Beyond the diseases associated with open defecation, there are also other dangers such as attacks by snakes or other wild animals while defecating in the wild. Women could also be assaulted or even raped in the process. In places where there may be no bushes, people have to bear the inconvenience of waiting until nightfall to defecate in the open. In some other situations, people defecate inside their homes and only get rid of the excrement during the night. Many Nigerians live under such deplorable conditions.

While, in rural areas, the availability of bushes facilitates the practice of open defecation, in cities, faeces are disposed of sometimes in public places. For instance, in certain areas of Lagos, people go to the rail tracks at night to defecate, while others approach any refuse dump to do so. Flies easily perch on these faecal discharges and bring back with them disease-causing microbes, which are later passed on to humans.

In a society that means well for its citizens, there is no option but to invest heavily in eradicating open defecation. At a recent media dialogue in Jos, in Plateau State, it was revealed that the country would require an investment of $8.3 billion to effectively check open defecation. If the country considers her most valuable asset to be the human capital, nothing should be considered too much to invest in its development. This was the view of the richest man in the world, Bill Gates, when he visited Nigeria recently.

To effectively tackle this appalling culture, there should be a concerted effort to provide toilets in public places so that people would not have recourse to relieving themselves in the open. Town planners and other government agencies in charge of the environment have to ensure that toilets are not just an afterthought when putting up a structure.

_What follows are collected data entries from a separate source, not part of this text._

//! Object storage failures.

use thiserror::Error;

use super::category::ErrorCategory;

/// An asset upload failed.
#[derive(Debug, Clone, PartialEq, Error)]
pub enum UploadError {
    /// The storage service could not be reached.
    #[error("Storage unreachable: {message}")]
    Connection { message: String },

    /// The storage service refused the object.
    #[error("Upload to '{bucket}/{path}' rejected ({status}): {message}")]
    Rejected {
        bucket: String,
        path: String,
        status: u16,
        message: String,
    },
}

impl UploadError {
    pub fn category(&self) -> ErrorCategory {
        match self {
            UploadError::Connection { .. } => ErrorCategory::Network,
            UploadError::Rejected { status, .. } if *status == 401 || *status == 403 => {
                ErrorCategory::Auth
            }
            UploadError::Rejected { .. } => ErrorCategory::Server,
        }
    }

    /// Get a user-friendly error message.
    pub fn user_message(&self) -> String {
        match self {
            UploadError::Connection { .. } => {
                "Could not upload the image. Please check your internet connection.".to_string()
            }
            UploadError::Rejected { status: 413, .. } => {
                "The image is too large to upload.".to_string()
            }
            UploadError::Rejected { message, .. } => {
                format!("The image could not be uploaded: {}", message)
            }
        }
    }

    /// Get a short error code for logging.
    pub fn error_code(&self) -> &'static str {
        match self {
            UploadError::Connection { .. } => "E_UPLOAD_CONN",
            UploadError::Rejected { .. } => "E_UPLOAD_REJECTED",
        }
    }
}

impl From<reqwest::Error> for UploadError {
    fn from(err: reqwest::Error) -> Self {
        UploadError::Connection {
            message: err.to_string(),
        }
    }
}

#[cfg(test)]
mod tests {
    use super::*;

    #[test]
    fn test_rejected_too_large() {
        let err = UploadError::Rejected {
            bucket: "post-images".to_string(),
            path: "a.png".to_string(),
            status: 413,
            message: "Payload too large".to_string(),
        };
        assert!(err.user_message().contains("too large"));
        assert_eq!(err.category(), ErrorCategory::Server);
    }

    #[test]
    fn test_forbidden_is_auth() {
        let err = UploadError::Rejected {
            bucket: "post-images".to_string(),
            path: "a.png".to_string(),
            status: 403,
            message: "new row violates row-level security policy".to_string(),
        };
        assert_eq!(err.category(), ErrorCategory::Auth);
        assert_eq!(err.error_code(), "E_UPLOAD_REJECTED");
    }
}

Water and sanitation are essential elements in containing the unbridled practice of open defecation.

In India, the country has set a target of 2019 for the eradication of open defecation, adopting a system referred to as Swatch Bharat Mission. This is based on working in partnership with UNICEF to generate awareness and share information about the need for change and to embrace a culture of sanitation and hygiene.

It is not as if Nigeria has no plans to end open defecation. In fact, there is a road map that is supposed to make the country open defecation-free by 2025.  But it does not just end with setting targets; all hands should be on deck to ensure that this uncivilised culture becomes a thing of the past.